Mar 20, 2019 | 5:45 PM

HERMAN PONTZER’S DISCOVERY defied common sense. He found that exercise doesn’t result in weight loss,

Defying logic, upsetting the plans of many to lose weight through exercise, and threatening exercise industries — there is no connection between excise and calories burned.

Pontzer, an anthropologist at Duke University, lived with the Hadza people of northern Tanzania. He wanted to find out how many calories these hunter-gathers burned. It’s a gruelling, energy-intensive lifestyle. He compared the calories burned by the Hadza with those burned by average adults in the US and Europe. They were the same. Even comparing average and sedentary adults of the Western world, they were the same. Pontzer was astonished:

“When the analyses came back from Baylor [university], the Hadza looked the same as everyone else. Hadza men ate and burned about 2,600 calories. Hadza women about 1,900 calories as day — the same as adults in the US or Europe. We looked at the data every way imaginable, accounting for effects of body size, fat percentage, age, and sex. No difference. How was it possible? What were we missing? (Scientific American, February, 2017)”

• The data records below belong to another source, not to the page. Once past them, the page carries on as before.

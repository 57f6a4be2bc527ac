//! Diary configuration.
//!
//! Read from `~/.config/diary/config.toml`, with `DIARY_*` environment
//! variables taking precedence (e.g. `DIARY_DIR=/tmp/diary`).

use std::path::{Path, PathBuf};

use config::{Config, Environment, File, FileFormat};
use serde::Deserialize;

use crate::constants::{
    DEFAULT_DATE_FORMAT, DEFAULT_DAYS, DEFAULT_DIARY_DIR, DEFAULT_EVENTS_FILE,
    DEFAULT_REPORT_FILE, DEFAULT_TIME_FORMAT,
};
use crate::error::{DiaryError, DiaryResult};

fn default_dir() -> PathBuf {
    PathBuf::from(DEFAULT_DIARY_DIR)
}

fn default_events_file() -> PathBuf {
    PathBuf::from(DEFAULT_EVENTS_FILE)
}

fn default_report_file() -> PathBuf {
    PathBuf::from(DEFAULT_REPORT_FILE)
}

fn default_date_format() -> String {
    DEFAULT_DATE_FORMAT.to_string()
}

fn default_time_format() -> String {
    DEFAULT_TIME_FORMAT.to_string()
}

fn default_days() -> i64 {
    DEFAULT_DAYS
}

#[derive(Debug, Deserialize, Clone, PartialEq)]
pub struct DiaryConfig {
    /// Directory holding the events file and the saved report
    #[serde(default = "default_dir")]
    pub dir: PathBuf,

    #[serde(default = "default_events_file")]
    pub events_file: PathBuf,

    #[serde(default = "default_report_file")]
    pub report_file: PathBuf,

    /// chrono format used when prompting for a date
    #[serde(default = "default_date_format")]
    pub date_format: String,

    /// chrono format used when prompting for a time
    #[serde(default = "default_time_format")]
    pub time_format: String,

    /// Days listed when no window is given
    #[serde(default = "default_days")]
    pub default_days: i64,
}

impl Default for DiaryConfig {
    fn default() -> Self {
        DiaryConfig {
            dir: default_dir(),
            events_file: default_events_file(),
            report_file: default_report_file(),
            date_format: default_date_format(),
            time_format: default_time_format(),
            default_days: default_days(),
        }
    }
}

impl DiaryConfig {
    /// Load the user's config, writing a commented default file on first run.
    pub fn load() -> DiaryResult<Self> {
        let config_path = Self::config_path()?;

        if !config_path.exists() {
            Self::create_default_config(&config_path)?;
        }

        Self::build(&config_path, true)
    }

    /// Load an explicit config file. Environment overrides are not applied.
    pub fn load_from(path: &Path) -> DiaryResult<Self> {
        if !path.is_file() {
            return Err(DiaryError::Config(format!(
                "Config file {} does not exist",
                path.display()
            )));
        }

        Self::build(path, false)
    }

    fn build(path: &Path, with_env: bool) -> DiaryResult<Self> {
        // Always TOML, whatever the extension
        let source = File::from(path).format(FileFormat::Toml).required(true);
        let mut builder = Config::builder().add_source(source);
        if with_env {
            builder = builder.add_source(Environment::with_prefix("DIARY"));
        }

        let config: DiaryConfig = builder
            .build()
            .map_err(|e| DiaryError::Config(e.to_string()))?
            .try_deserialize()
            .map_err(|e| DiaryError::Config(e.to_string()))?;

        tracing::debug!(path = %path.display(), dir = %config.dir.display(), "loaded config");
        Ok(config)
    }

    pub fn config_path() -> DiaryResult<PathBuf> {
        let config_dir = dirs::config_dir()
            .ok_or_else(|| DiaryError::Config("Could not determine config directory".into()))?
            .join("diary");

        Ok(config_dir.join("config.toml"))
    }

    /// Diary directory with `~` expanded.
    pub fn data_path(&self) -> PathBuf {
        let full_path_str = shellexpand::tilde(&self.dir.to_string_lossy()).into_owned();
        PathBuf::from(full_path_str)
    }

    /// Full path of the events file. An absolute `events_file` is used as is.
    pub fn events_path(&self) -> PathBuf {
        self.data_path().join(expand(&self.events_file))
    }

    /// Full path of the saved report.
    pub fn report_path(&self) -> PathBuf {
        self.data_path().join(expand(&self.report_file))
    }

    /// Create a default config file with all options commented out.
    pub fn create_default_config(path: &Path) -> DiaryResult<()> {
        let contents = format!(
            "\
# diary configuration

# Where the events file and saved report live:
# dir = \"{}\"

# File names inside that directory (absolute paths are allowed):
# events_file = \"{}\"
# report_file = \"{}\"

# Formats used when adding an event (chrono strftime syntax):
# date_format = \"{}\"
# time_format = \"{}\"

# Days listed when no number is given:
# default_days = {}
",
            DEFAULT_DIARY_DIR,
            DEFAULT_EVENTS_FILE,
            DEFAULT_REPORT_FILE,
            DEFAULT_DATE_FORMAT,
            DEFAULT_TIME_FORMAT,
            DEFAULT_DAYS,
        );

        if let Some(parent) = path.parent() {
            std::fs::create_dir_all(parent).map_err(|e| {
                DiaryError::Config(format!("Could not create config directory: {e}"))
            })?;
        }

        std::fs::write(path, contents)
            .map_err(|e| DiaryError::Config(format!("Could not write config file: {e}")))?;

        tracing::info!(path = %path.display(), "created default config");
        Ok(())
    }
}

fn expand(path: &Path) -> PathBuf {
    PathBuf::from(shellexpand::tilde(&path.to_string_lossy()).into_owned())
}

I was astonished, too, when I read the article two years ago. Isn’t the obesity epidemic caused by lack of exercise? Can’t I eat that piece of cake and work it off in the gym? If exercise doesn’t reduce weight, why bother exercising?

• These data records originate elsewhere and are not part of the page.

//! Error types for the diary.

use std::path::PathBuf;

use thiserror::Error;

/// Errors that can occur in diary operations.
#[derive(Error, Debug)]
pub enum DiaryError {
    #[error(
        "{} is not a valid events file: {reason}\n\
         Fix the file by hand, or reset it to an empty array '[]' (this discards its events).",
        .path.display()
    )]
    CorruptStore { path: PathBuf, reason: String },

    #[error("Invalid input: {0}")]
    InvalidInput(String),

    #[error("Configuration error: {0}")]
    Config(String),

    #[error("Could not write {}: {source}", .path.display())]
    Write {
        path: PathBuf,
        #[source]
        source: std::io::Error,
    },

    #[error("IO error: {0}")]
    Io(#[from] std::io::Error),

    #[error("Serialization error: {0}")]
    Serialization(String),
}

/// Result type alias for diary operations.
pub type DiaryResult<T> = Result<T, DiaryError>;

I’m no anthropologist but both the fuel and the exhaust of our bodies are basic — oxygen in, carbon dioxide out. If we can measure CO2 output, that’s a measure of calories burned. A clunky way of measuring CO2 would be to have subjects wear a mask that collected CO2 while they exercised or sat around: not very practical.

Pontzer used a simple but elegant method employing “doubly labelled water.” This otherwise ordinary water has two tags, one isotope of hydrogen and one of oxygen. Subjects simply drink the special water and pee in a cup later. They are not confined in any way; they go about their daily business. Their urine now contains both isotopes in different amounts. The number of hydrogen isotopes is used as a reference. The number of oxygen isotopes indicates the amount of CO2. Subtract the two numbers and you have calories burned. The results were confirmed later using a device similar to a Fitbit.

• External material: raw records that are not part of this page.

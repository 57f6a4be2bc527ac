/// Default number of days shown when no window is given.
pub const DEFAULT_DAYS: i64 = 7;

pub const DEFAULT_DIARY_DIR: &str = "~/.diary";
pub const DEFAULT_EVENTS_FILE: &str = "events.json";
pub const DEFAULT_REPORT_FILE: &str = "saved_events";

pub const DEFAULT_DATE_FORMAT: &str = "%Y-%m-%d";
pub const DEFAULT_TIME_FORMAT: &str = "%H:%M";
//! Core types for the diary CLI.
//!
//! This crate holds everything that does not talk to the terminal:
//! - `Event` and the JSON store that persists it
//! - date-window selection with repeat expansion
//! - the grouped-by-year text report
//! - configuration loading

pub mod config;
pub mod constants;
pub mod error;
pub mod event;
pub mod recurrence;
pub mod report;
pub mod store;
pub mod window;

pub use config::DiaryConfig;
pub use error::{DiaryError, DiaryResult};
pub use event::Event;
pub use report::Reporter;
pub use store::EventStore;
pub use window::{DateWindow, WindowPolicy};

Two years later, Pontzer wrote another article with some answers. (Scientific American, January, 2019).

This time he wondered how our close relatives, the apes, can live a sedentary lifestyle and not suffer from the the diseases we get from lounging around all day. In the wild and in zoos, apes sit around most of the day but don’t get caridovascular and metabolic diseases. Humans who lounge around as much as apes suffer from type 2 diabetes, heart and brain disease.

Using doubly labelled water on apes (they are surprisingly cooperative in the collection of urine), he found that apes had evolved so that their calorie consumption matched their activity. They had evolved to lounge around.

Long ago when we were hunter-gatherers, our calorie consumption matched our daily activity. Now we don’t have to exercise and so we don’t. The problem is that calories not burned in exercise gum up the works. When we don’t exercise, calories are burned anyway. In a way not understood, calories not burned in exercise lead to an unhealthy outcome: caridovascular disease and poor brain health.

Pontzer’s message is clear: “Exercise is not optional; it is essential.”